Ice cream is a hot category, according to research firm IRI: at the end of May, the category was up 37.8% in sales over the past year, operating as one of the largest drivers of food and beverage sales. It’s that booming interest that drove The Urgent Company to focus on the frozen treat as its first product line, according to Kollesoff. The difference, he added, is that the category has plant-based products on one end of the spectrum and indulgent, dairy-based items on the other end, but “stuck in the middle” are consumers who want more sustainable options but don’t want to compromise on flavor or texture.
So Brave Robot’s own offerings will lean towards the indulgent side of the spectrum, with plenty of inclusions, according to Urgent Company VP of marketing Jon Spear.
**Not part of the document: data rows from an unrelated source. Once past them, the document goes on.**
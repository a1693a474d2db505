//! Ordered input items of a job
//!
//! A `SourceList` is built once and never mutated. Its order drives
//! checkpoint cadence and sub-deck membership, so construction from the same
//! dataset always yields the same sequence.

mod loader;

use crate::error::{PipelineError, Result};
use serde::{Deserialize, Serialize};
use std::collections::HashSet;
use std::fmt;
use std::path::Path;
use std::str::FromStr;
use tracing::warn;

/// Grammatical type of an item
#[derive(Debug, Clone, Copy, PartialEq, Eq, Hash, Serialize, Deserialize)]
pub enum WordType {
    Noun,
    Verb,
    Other,
}

impl WordType {
    pub fn as_str(&self) -> &'static str {
        match self {
            WordType::Noun => "Noun",
            WordType::Verb => "Verb",
            WordType::Other => "Other",
        }
    }
}

impl fmt::Display for WordType {
    fn fmt(&self, f: &mut fmt::Formatter<'_>) -> fmt::Result {
        f.write_str(self.as_str())
    }
}

impl FromStr for WordType {
    type Err = PipelineError;

    fn from_str(s: &str) -> Result<Self> {
        match s.trim().to_lowercase().as_str() {
            "noun" => Ok(WordType::Noun),
            "verb" => Ok(WordType::Verb),
            "other" => Ok(WordType::Other),
            other => Err(PipelineError::Source(format!("Unknown word type '{}'", other))),
        }
    }
}

/// Translation and example sentence shipped with a reference dataset
#[derive(Debug, Clone, PartialEq, Eq, Serialize, Deserialize)]
pub struct Gloss {
    pub word_trans: String,
    pub sentence: String,
    pub sentence_trans: String,
}

/// One input unit
#[derive(Debug, Clone, PartialEq, Eq)]
pub struct Item {
    pub word: String,
    pub word_type: WordType,
    /// Present for reference datasets; the sentence stage uses it instead of
    /// the language model
    pub reference: Option<Gloss>,
}

impl Item {
    pub fn new(word: impl Into<String>, word_type: WordType) -> Self {
        Self {
            word: word.into(),
            word_type,
            reference: None,
        }
    }

    pub fn with_reference(word: impl Into<String>, gloss: Gloss) -> Self {
        let word = word.into();
        let word_type = classify(&word, &gloss.word_trans);
        Self {
            word,
            word_type,
            reference: Some(gloss),
        }
    }
}

/// Type of an unlabelled item from its surface form
///
/// A translation starting with "to " marks a verb, a German definite
/// article marks a noun, anything else is `Other`.
pub fn classify(word: &str, translation: &str) -> WordType {
    if translation.trim_start().starts_with("to ") {
        return WordType::Verb;
    }

    let first = word.split_whitespace().next().unwrap_or("").to_lowercase();
    if matches!(first.as_str(), "der" | "die" | "das") {
        WordType::Noun
    } else {
        WordType::Other
    }
}

/// Ordered, immutable collection of items
#[derive(Debug, Clone, Default)]
pub struct SourceList {
    items: Vec<Item>,
}

impl SourceList {
    /// Build from items in order; later duplicates of a word are dropped
    pub fn from_items<I: IntoIterator<Item = Item>>(items: I) -> Self {
        let mut seen = HashSet::new();
        let mut kept = Vec::new();

        for item in items {
            let word = item.word.trim();
            if word.is_empty() {
                continue;
            }
            if !seen.insert(word.to_string()) {
                warn!(word = %word, "Duplicate source word, keeping first occurrence");
                continue;
            }
            kept.push(Item {
                word: word.to_string(),
                ..item
            });
        }

        Self { items: kept }
    }

    /// Load a dataset file; the format follows the extension
    pub fn from_path(path: &Path) -> Result<Self> {
        loader::load(path)
    }

    pub fn len(&self) -> usize {
        self.items.len()
    }

    pub fn is_empty(&self) -> bool {
        self.items.is_empty()
    }

    pub fn get(&self, index: usize) -> Option<&Item> {
        self.items.get(index)
    }

    pub fn iter(&self) -> std::slice::Iter<'_, Item> {
        self.items.iter()
    }

    /// Items in `[from, to)`; bounds are clamped
    pub fn slice(&self, from: usize, to: usize) -> SourceList {
        let to = to.min(self.items.len());
        let from = from.min(to);
        Self {
            items: self.items[from..to].to_vec(),
        }
    }

    pub fn to_vec(&self) -> Vec<Item> {
        self.items.clone()
    }

    pub fn as_slice(&self) -> &[Item] {
        &self.items
    }
}

impl<'a> IntoIterator for &'a SourceList {
    type Item = &'a Item;
    type IntoIter = std::slice::Iter<'a, Item>;

    fn into_iter(self) -> Self::IntoIter {
        self.items.iter()
    }
}

#[cfg(test)]
mod tests {
    use super::*;

    fn words(list: &SourceList) -> Vec<&str> {
        list.iter().map(|i| i.word.as_str()).collect()
    }

    #[test]
    fn test_classify_examples() {
        assert_eq!(classify("der Hund", "dog"), WordType::Noun);
        assert_eq!(classify("gehen", "to go"), WordType::Verb);
        assert_eq!(classify("schnell", "fast"), WordType::Other);
    }

    #[test]
    fn test_classify_translation_wins_over_article() {
        assert_eq!(classify("das Laufen", "to run"), WordType::Verb);
        assert_eq!(classify("Die Katze", "the cat"), WordType::Noun);
        assert_eq!(classify("derb", "coarse"), WordType::Other);
        assert_eq!(classify("", ""), WordType::Other);
    }

    #[test]
    fn test_word_type_parsing() {
        assert_eq!("Noun".parse::<WordType>().unwrap(), WordType::Noun);
        assert_eq!(" verb ".parse::<WordType>().unwrap(), WordType::Verb);
        assert!("adjective".parse::<WordType>().is_err());
        assert_eq!(WordType::Other.to_string(), "Other");
    }

    #[test]
    fn test_duplicates_keep_first() {
        let list = SourceList::from_items([
            Item::new("gehen", WordType::Verb),
            Item::new("der Hund", WordType::Noun),
            Item::new("gehen", WordType::Other),
            Item::new("  ", WordType::Other),
        ]);
        assert_eq!(words(&list), vec!["gehen", "der Hund"]);
        assert_eq!(list.get(0).unwrap().word_type, WordType::Verb);
    }

    #[test]
    fn test_slice_clamps() {
        let list = SourceList::from_items(
            ["a1", "a2", "a3", "a4"].map(|w| Item::new(w, WordType::Other)),
        );
        assert_eq!(words(&list.slice(1, 3)), vec!["a2", "a3"]);
        assert_eq!(words(&list.slice(2, 100)), vec!["a3", "a4"]);
        assert!(list.slice(10, 20).is_empty());
        assert!(list.slice(3, 1).is_empty());
    }

    #[test]
    fn test_reference_item_is_classified() {
        let item = Item::with_reference(
            "gehen",
            Gloss {
                word_trans: "to go".into(),
                sentence: "Ich gehe.".into(),
                sentence_trans: "I go.".into(),
            },
        );
        assert_eq!(item.word_type, WordType::Verb);
    }
}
Because Perfect Day’s plant-based dairy proteins so closely mimic those derived from animals, the products will have to contain an allergen statement for those shoppers who are allergic to dairy products. However, it will also be lactose-free, vegan and Kosher Parve. Though the company could have argued that it met FDA’s standard of identity for ice cream, it decided to go with the safer descriptor of “frozen dairy dessert.”
So how do you explain how a product can trigger dairy allergies while not actually containing any animal dairy? It will undoubtedly be a difficult task, Spear said.
The current plan is to leave some of that heavy lifting up to Perfect Day, with Brave Robot’s label including a call out about the partnership.
“Front of pack it will say made with ‘animal free dairy’ and what we’re going to do is telling the consumer that if they want to know more, they can find out from Perfect Day how the technology works,” Kollesoff said. “We don’t want to overburden consumers with science and technology.”
Though Perfect Day has played a significant role in the company’s creation, future products from The Urgent Company are not required to use only Perfect Day technologies, with Kossllesoff calling the ingredients “the starting point.”
The goal will be to try new technologies, new product categories, and to iterate quickly — always listening to the consumer, Spear said. While there may be mistakes along the way, that’s simply a tradeoff for achieving speed, he added, noting the company went from idea to inception in just a few months.
“We look at it as a journey and it’s going to take time before it’s all optimized, but it’s a step in the right direction,” Spear said. “We respect dairy but we respect the plant-based companies too. We just believe there’s a better way to have a more immediate impact on the planet. Part of the name is that we’re running out of time to have an impact on the climate and that’s kind of our North Star.”